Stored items
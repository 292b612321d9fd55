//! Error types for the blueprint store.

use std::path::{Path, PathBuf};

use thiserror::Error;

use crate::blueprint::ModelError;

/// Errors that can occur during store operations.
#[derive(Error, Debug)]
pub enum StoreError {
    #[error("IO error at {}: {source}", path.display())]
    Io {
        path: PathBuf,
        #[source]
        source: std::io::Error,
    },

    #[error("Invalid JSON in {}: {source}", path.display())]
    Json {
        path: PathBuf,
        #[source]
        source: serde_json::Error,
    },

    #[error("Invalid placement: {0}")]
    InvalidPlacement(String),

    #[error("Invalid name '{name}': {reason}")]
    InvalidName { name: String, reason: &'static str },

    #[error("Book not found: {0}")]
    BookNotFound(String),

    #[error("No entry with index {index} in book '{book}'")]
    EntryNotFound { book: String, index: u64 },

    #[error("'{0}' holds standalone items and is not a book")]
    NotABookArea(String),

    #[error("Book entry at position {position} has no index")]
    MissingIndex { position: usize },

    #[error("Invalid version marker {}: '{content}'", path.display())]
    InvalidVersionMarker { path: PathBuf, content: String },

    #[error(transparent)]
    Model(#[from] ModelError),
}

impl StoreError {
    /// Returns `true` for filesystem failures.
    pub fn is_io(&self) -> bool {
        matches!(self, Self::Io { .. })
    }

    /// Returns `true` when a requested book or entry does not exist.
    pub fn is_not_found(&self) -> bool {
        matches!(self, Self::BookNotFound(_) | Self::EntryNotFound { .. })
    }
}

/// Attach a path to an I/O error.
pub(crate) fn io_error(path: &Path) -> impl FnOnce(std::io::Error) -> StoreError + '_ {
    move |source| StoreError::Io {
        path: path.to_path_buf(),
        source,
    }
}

**The problem**. Each record above is to be written out again exactly.

**Your solution**.
repository 292b612321d9fd55
//! Error types for the blueprint store.

use std::path::{Path, PathBuf};

use thiserror::Error;

use crate::blueprint::ModelError;

/// Errors that can occur during store operations.
#[derive(Error, Debug)]
pub enum StoreError {
    #[error("IO error at {}: {source}", path.display())]
    Io {
        path: PathBuf,
        #[source]
        source: std::io::Error,
    },

    #[error("Invalid JSON in {}: {source}", path.display())]
    Json {
        path: PathBuf,
        #[source]
        source: serde_json::Error,
    },

    #[error("Invalid placement: {0}")]
    InvalidPlacement(String),

    #[error("Invalid name '{name}': {reason}")]
    InvalidName { name: String, reason: &'static str },

    #[error("Book not found: {0}")]
    BookNotFound(String),

    #[error("No entry with index {index} in book '{book}'")]
    EntryNotFound { book: String, index: u64 },

    #[error("'{0}' holds standalone items and is not a book")]
    NotABookArea(String),

    #[error("Book entry at position {position} has no index")]
    MissingIndex { position: usize },

    #[error("Invalid version marker {}: '{content}'", path.display())]
    InvalidVersionMarker { path: PathBuf, content: String },

    #[error(transparent)]
    Model(#[from] ModelError),
}

impl StoreError {
    /// Returns `true` for filesystem failures.
    pub fn is_io(&self) -> bool {
        matches!(self, Self::Io { .. })
    }

    /// Returns `true` when a requested book or entry does not exist.
    pub fn is_not_found(&self) -> bool {
        matches!(self, Self::BookNotFound(_) | Self::EntryNotFound { .. })
    }
}

/// Attach a path to an I/O error.
pub(crate) fn io_error(path: &Path) -> impl FnOnce(std::io::Error) -> StoreError + '_ {
    move |source| StoreError::Io {
        path: path.to_path_buf(),
        source,
    }
}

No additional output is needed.